Active Users:193 Time:18/05/2024 03:18:56 PM
Re: Pretty good. - Edit 4

Before modification by DomA at 05/09/2009 09:25:05 PM

It doesn't sound like RJ, but it doesn't sound like Sanderson either. Much more importantly, it doesn't sound like Kevin J. Anderson either, which is the yardstick for any post-author's-death collaborations in the SFF field.


Amen to all that.

The only tendency he shares with Anderson is to repeat himself in different words along the way (how many times can he say the plants have not grown, really?), and to explain a little too much.

Minor quibbles. I'm with you that he's most defintely no Anderson in the way you meant it. (*shudders*). Anderson doesn't write novels, he writes bloated outlines. Bad ones, with a lazy approach at plot progression. He can barely advance more than a single element in any given scenes and ends up with ten times too many two pages scenes which he goes and calls 'chapters". This guy should write screenplays, not books.
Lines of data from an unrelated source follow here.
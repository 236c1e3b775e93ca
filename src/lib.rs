//! ToolTest engine library.
//!
//! Detects chemiluminescent contamination on surgical tools sealed in a
//! dark chamber: a baseline of the dark chamber sets an adaptive
//! threshold, the tool is misted with reagent while it rotates, and any
//! frame brighter than the threshold fails the run.
//!
//! Exposes every module for integration testing; the binary in `main.rs`
//! wires the simulated chamber adapters for a bench run.

#![deny(unused_must_use)]

pub mod adapters;
pub mod analysis;
pub mod app;
pub mod config;
pub mod control;
pub mod error;
pub mod fsm;
pub mod sensors;
//! ADS7830 8-bit I2C ADC as a single-pixel frame source.
//!
//! A photodiode front-end on one ADC channel reports the whole chamber as
//! one brightness value (0–255), so the rest of the pipeline sees a 1×1
//! frame.
//!
//! ## Protocol
//!
//! Write the command byte `0x84 | (channel << 4)` (single-ended, internal
//! reference off, converter on), then read one byte of result.

use embedded_hal::i2c::I2c;
use log::info;

use crate::app::ports::FrameSource;
use crate::error::{DeviceError, Error, Result};
use crate::sensors::Frame;

pub const DEFAULT_ADDRESS: u8 = 0x4B;
pub const DEFAULT_CHANNEL: u8 = 0;

const CMD_SINGLE_ENDED: u8 = 0x84;

pub struct Ads7830Source<I> {
    i2c: I,
    address: u8,
    channel: u8,
    open: bool,
}

impl<I: I2c> Ads7830Source<I> {
    pub fn new(i2c: I, address: u8, channel: u8) -> Result<Self> {
        if channel > 7 {
            return Err(Error::Config("ads7830 channel: must be 0..=7"));
        }
        Ok(Self {
            i2c,
            address,
            channel,
            open: false,
        })
    }

    fn command(&self) -> u8 {
        CMD_SINGLE_ENDED | (self.channel << 4)
    }

    fn convert(&mut self) -> core::result::Result<u8, DeviceError> {
        let mut buf = [0u8; 1];
        self.i2c
            .write(self.address, &[self.command()])
            .map_err(|_| DeviceError::WriteFailed)?;
        self.i2c
            .read(self.address, &mut buf)
            .map_err(|_| DeviceError::ReadFailed)?;
        Ok(buf[0])
    }
}

impl<I: I2c> FrameSource for Ads7830Source<I> {
    fn open(&mut self) -> core::result::Result<(), DeviceError> {
        // One throwaway conversion proves the device answers.
        self.convert().map_err(|_| DeviceError::Unavailable)?;
        self.open = true;
        info!(
            "ADS7830 at 0x{:02X} channel {} open",
            self.address, self.channel
        );
        Ok(())
    }

    fn read(&mut self) -> core::result::Result<Frame, DeviceError> {
        if !self.open {
            return Err(DeviceError::NotInitialised);
        }
        let raw = self.convert()?;
        Ok(Frame::uniform(1, 1, f32::from(raw)))
    }

    fn close(&mut self) {
        self.open = false;
    }
}
//! Simulated chamber: a camera and an actuator that share one scene.
//!
//! Energising the mist relay applies reagent to the scene.  If the chamber
//! was built with a contaminated tool, every later frame carries a glowing
//! spot; otherwise frames stay at the ambient level.  Used by the binary
//! for bench runs and by tests that want the whole pipeline end to end.

use core::time::Duration;
use std::sync::{Arc, Mutex};
use std::thread;

use image::Luma;
use log::debug;

use crate::app::ports::{ActuatorDriver, FrameSource};
use crate::control::worker::lock_unpoisoned;
use crate::error::DeviceError;
use crate::sensors::{BrightnessGrid, Frame};

/// Static description of the simulated scene.
#[derive(Debug, Clone, PartialEq)]
pub struct ChamberSpec {
    pub width: u32,
    pub height: u32,
    /// Dark-chamber brightness.
    pub ambient: f32,
    /// Peak-to-peak deterministic sensor noise around `ambient`.
    pub noise: f32,
    /// Extra brightness of the contamination spot once reagent is applied;
    /// 0 for a clean tool.
    pub glow: f32,
    /// Radius of the contamination spot in pixels.
    pub glow_radius: u32,
    /// Time one `read` takes.
    pub frame_time: Duration,
}

impl Default for ChamberSpec {
    fn default() -> Self {
        Self {
            width: 64,
            height: 48,
            ambient: 0.2,
            noise: 0.1,
            glow: 0.0,
            glow_radius: 6,
            frame_time: Duration::from_millis(10),
        }
    }
}

#[derive(Debug)]
struct ChamberState {
    spec: ChamberSpec,
    reagent_applied: bool,
    relay_on: bool,
    camera_failing: bool,
    frames: u64,
    relay_cycles: u32,
    segments: u32,
}

/// Shared scene handle.  Clones see the same chamber.
#[derive(Debug, Clone)]
pub struct SimChamber {
    state: Arc<Mutex<ChamberState>>,
}

impl SimChamber {
    pub fn new(spec: ChamberSpec) -> Self {
        Self {
            state: Arc::new(Mutex::new(ChamberState {
                spec,
                reagent_applied: false,
                relay_on: false,
                camera_failing: false,
                frames: 0,
                relay_cycles: 0,
                segments: 0,
            })),
        }
    }

    pub fn camera(&self) -> SimCamera {
        SimCamera {
            chamber: self.clone(),
            open: false,
        }
    }

    /// Actuator bound to this chamber.  With `rotor_attached == false`
    /// the rotor fails to initialise.
    pub fn actuator(&self, rotor_attached: bool, segment_time: Duration) -> SimActuator {
        SimActuator {
            chamber: self.clone(),
            rotor_attached,
            segment_time,
        }
    }

    /// Make every subsequent open and read fail.
    pub fn set_camera_failing(&self, failing: bool) {
        lock_unpoisoned(&self.state).camera_failing = failing;
    }

    /// Wipe the reagent, ready for another tool.
    pub fn reset(&self) {
        lock_unpoisoned(&self.state).reagent_applied = false;
    }

    pub fn reagent_applied(&self) -> bool {
        lock_unpoisoned(&self.state).reagent_applied
    }

    pub fn relay_on(&self) -> bool {
        lock_unpoisoned(&self.state).relay_on
    }

    pub fn relay_cycles(&self) -> u32 {
        lock_unpoisoned(&self.state).relay_cycles
    }

    pub fn segments_rotated(&self) -> u32 {
        lock_unpoisoned(&self.state).segments
    }

    fn render(&self) -> Result<(Frame, Duration), DeviceError> {
        let mut st = lock_unpoisoned(&self.state);
        if st.camera_failing {
            return Err(DeviceError::ReadFailed);
        }
        st.frames += 1;
        let spec = &st.spec;
        // Deterministic ripple in [-noise/2, +noise/2].
        let phase = (st.frames % 8) as f32 / 7.0 - 0.5;
        let base = (spec.ambient + spec.noise * phase).max(0.0);
        let glowing = st.reagent_applied && spec.glow > 0.0;
        let (cx, cy) = (spec.width / 2, spec.height / 2);
        let r2 = u64::from(spec.glow_radius) * u64::from(spec.glow_radius);
        let glow = spec.glow;
        let grid = BrightnessGrid::from_fn(spec.width, spec.height, |x, y| {
            let dx = u64::from(x.abs_diff(cx));
            let dy = u64::from(y.abs_diff(cy));
            let lit = glowing && dx * dx + dy * dy <= r2;
            Luma([if lit { (base + glow).min(255.0) } else { base }])
        });
        Ok((Frame::from_brightness(grid), spec.frame_time))
    }
}

// ───────────────────────────────────────────────────────────────
// Camera
// ───────────────────────────────────────────────────────────────

pub struct SimCamera {
    chamber: SimChamber,
    open: bool,
}

impl FrameSource for SimCamera {
    fn open(&mut self) -> Result<(), DeviceError> {
        if lock_unpoisoned(&self.chamber.state).camera_failing {
            return Err(DeviceError::Unavailable);
        }
        self.open = true;
        Ok(())
    }

    fn read(&mut self) -> Result<Frame, DeviceError> {
        if !self.open {
            return Err(DeviceError::NotInitialised);
        }
        let (frame, frame_time) = self.chamber.render()?;
        thread::sleep(frame_time);
        Ok(frame)
    }

    fn close(&mut self) {
        self.open = false;
    }
}

// ───────────────────────────────────────────────────────────────
// Actuator
// ───────────────────────────────────────────────────────────────

pub struct SimActuator {
    chamber: SimChamber,
    rotor_attached: bool,
    segment_time: Duration,
}

impl ActuatorDriver for SimActuator {
    fn init(&mut self) -> Result<(), DeviceError> {
        if self.rotor_attached {
            Ok(())
        } else {
            Err(DeviceError::Unavailable)
        }
    }

    fn set_relay(&mut self, on: bool) -> Result<(), DeviceError> {
        let mut st = lock_unpoisoned(&self.chamber.state);
        if on && !st.relay_on {
            st.relay_cycles += 1;
            st.reagent_applied = true;
        }
        st.relay_on = on;
        debug!("sim relay {}", if on { "ON" } else { "OFF" });
        Ok(())
    }

    fn rotate_segment(&mut self) -> Result<(), DeviceError> {
        if !self.rotor_attached {
            return Err(DeviceError::NotInitialised);
        }
        thread::sleep(self.segment_time);
        lock_unpoisoned(&self.chamber.state).segments += 1;
        Ok(())
    }

    fn cleanup(&mut self) {
        lock_unpoisoned(&self.chamber.state).relay_on = false;
    }
}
An irony is that because of Brandon's own style, his descriptive paragraphs are actually longer than Jordan. The long opening survey of Tar Valon, for instance. Jordan would have been far more succinct. The grammar and prose are different, in the chapter at least Brandon got the spirit of Jordan's descriptions. Big fans of the prose (as I am, so is Cannoli) have undeniably lost something (and not because Brandon isn't good, but because for it's not Jordan) but it's not something we had expected to get with AMOL. Reading pseudo-Robert Jordan would have been terrible, anyway.
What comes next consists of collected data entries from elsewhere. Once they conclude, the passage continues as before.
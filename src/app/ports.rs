//! Port traits: the hexagonal boundary between domain logic and the outside world.
//!
//! ```text
//!   Adapter ──▶ Port trait ──▶ TestService (domain)
//! ```
//!
//! Driven adapters (optical sensor, mist relay + rotor, result store, event
//! sinks, config files) implement these traits.  The
//! [`TestService`](super::service::TestService) consumes them via generics,
//! so the domain core never touches hardware directly.
//!
//! Device ports are moved into worker threads for the duration of a run, so
//! their implementations must be `Send`.

use crate::app::events::RunEvent;
use crate::app::metrics::{RunId, RunMetrics, RunStatus};
use crate::config::TestConfig;
use crate::error::{DeviceError, StoreError};
use crate::sensors::Frame;

// ───────────────────────────────────────────────────────────────
// Frame source port (driven adapter: optical sensor → domain)
// ───────────────────────────────────────────────────────────────

/// Camera, photodiode, or any other producer of brightness frames.
pub trait FrameSource {
    /// Acquire the device.  Called again after a failure, so it must be
    /// safe to call on an already-open source.
    fn open(&mut self) -> Result<(), DeviceError>;

    /// Blocking single-frame read.
    fn read(&mut self) -> Result<Frame, DeviceError>;

    /// Release the device.  Must tolerate being called when not open.
    fn close(&mut self);
}

// ───────────────────────────────────────────────────────────────
// Actuator port (driven adapter: domain → mist relay + rotor)
// ───────────────────────────────────────────────────────────────

/// Mist relay and rotational actuator.
pub trait ActuatorDriver {
    /// Prepare the rotational actuator.  A failure here degrades the run
    /// to mist-only; the relay must still be usable.
    fn init(&mut self) -> Result<(), DeviceError>;

    /// Energise (`true`) or release (`false`) the mist relay.
    fn set_relay(&mut self, on: bool) -> Result<(), DeviceError>;

    /// Blocking partial rotation (one segment, nominally 90°).
    fn rotate_segment(&mut self) -> Result<(), DeviceError>;

    /// De-energise everything.  Called once at the end of every actuation.
    fn cleanup(&mut self);
}

// ───────────────────────────────────────────────────────────────
// Result store port (driven adapter: domain → persistence)
// ───────────────────────────────────────────────────────────────

/// Receives one frozen record per completed run.
pub trait RunStore {
    fn save_run(
        &mut self,
        run_id: &RunId,
        status: RunStatus,
        metrics: &RunMetrics,
    ) -> Result<(), StoreError>;
}

// ───────────────────────────────────────────────────────────────
// Event sink port (driven adapter: domain → logging / GUI)
// ───────────────────────────────────────────────────────────────

/// The domain emits structured [`RunEvent`]s through this port.  Adapters
/// decide where they go (log, GUI status line, etc.).
pub trait EventSink {
    fn emit(&mut self, event: &RunEvent);
}

// ───────────────────────────────────────────────────────────────
// Configuration port (driven adapter: domain ↔ persistent config)
// ───────────────────────────────────────────────────────────────

/// Loads and persists test configuration.
///
/// Implementations MUST validate before persisting.  Invalid ranges are
/// rejected with [`ConfigError::ValidationFailed`], not silently clamped.
pub trait ConfigPort {
    /// Load configuration.  Returns [`TestConfig::default()`] if nothing
    /// has been stored yet.
    fn load(&self) -> Result<TestConfig, ConfigError>;

    /// Validate and persist configuration.
    fn save(&self, config: &TestConfig) -> Result<(), ConfigError>;
}

// ───────────────────────────────────────────────────────────────
// Error types
// ───────────────────────────────────────────────────────────────

/// Errors from [`ConfigPort`] operations.
#[derive(Debug, Clone, PartialEq, Eq)]
pub enum ConfigError {
    /// Stored config could not be parsed.
    Corrupted(String),
    /// A config field failed range validation.
    ValidationFailed(&'static str),
    /// Generic I/O error from the storage backend.
    Io(String),
}

impl core::fmt::Display for ConfigError {
    fn fmt(&self, f: &mut core::fmt::Formatter<'_>) -> core::fmt::Result {
        match self {
            Self::Corrupted(msg) => write!(f, "config corrupted: {}", msg),
            Self::ValidationFailed(msg) => write!(f, "validation failed: {}", msg),
            Self::Io(msg) => write!(f, "config I/O error: {}", msg),
        }
    }
}

impl std::error::Error for ConfigError {}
So, Brandon creating a new hybrid style by adapting his own to something suitable for WOT without falling into the trap of mimicking RJ? Challenge met, as far as I'm concerned. In the circumstances that there won't be (much) more of Jordan's prose I like because he's dead, and that I want to read the story and that it's well written enough to be enjoyable, and faithful enough of RJ's intents for the novel, we are off to a good start. Brandon delivers, so far.

The writing style is more relaxed and layered than Sanderson's as employed in MISTBORN, but I didn't really detect any moments of character or dialogue that were egregiously out-of-place compared to Jordan.


Out of "voice" here and there, but not out of character. Nothing major. Rand pays too much attention suddenly to things he hasn't in some time, that sort of things. The only line that came off really weird to me is Cadsuane using a metaphor about painting when speaking of torture. The association felt odd in her mouth. Too Questioner-like.


People expecting this to be EXACTLY the same as Robert Jordan's writing have missed the point entirely. It was never about that totally unachievable goal, it was about Sanderson not completely screwing up the story and characters. So far we are off to a flying start.


Exactly. My only remaining little worry,really, is how the parts written by Jordan and chapters like this will flow together.

And those calling this 'fan-fiction' have clearly never read fan-fiction.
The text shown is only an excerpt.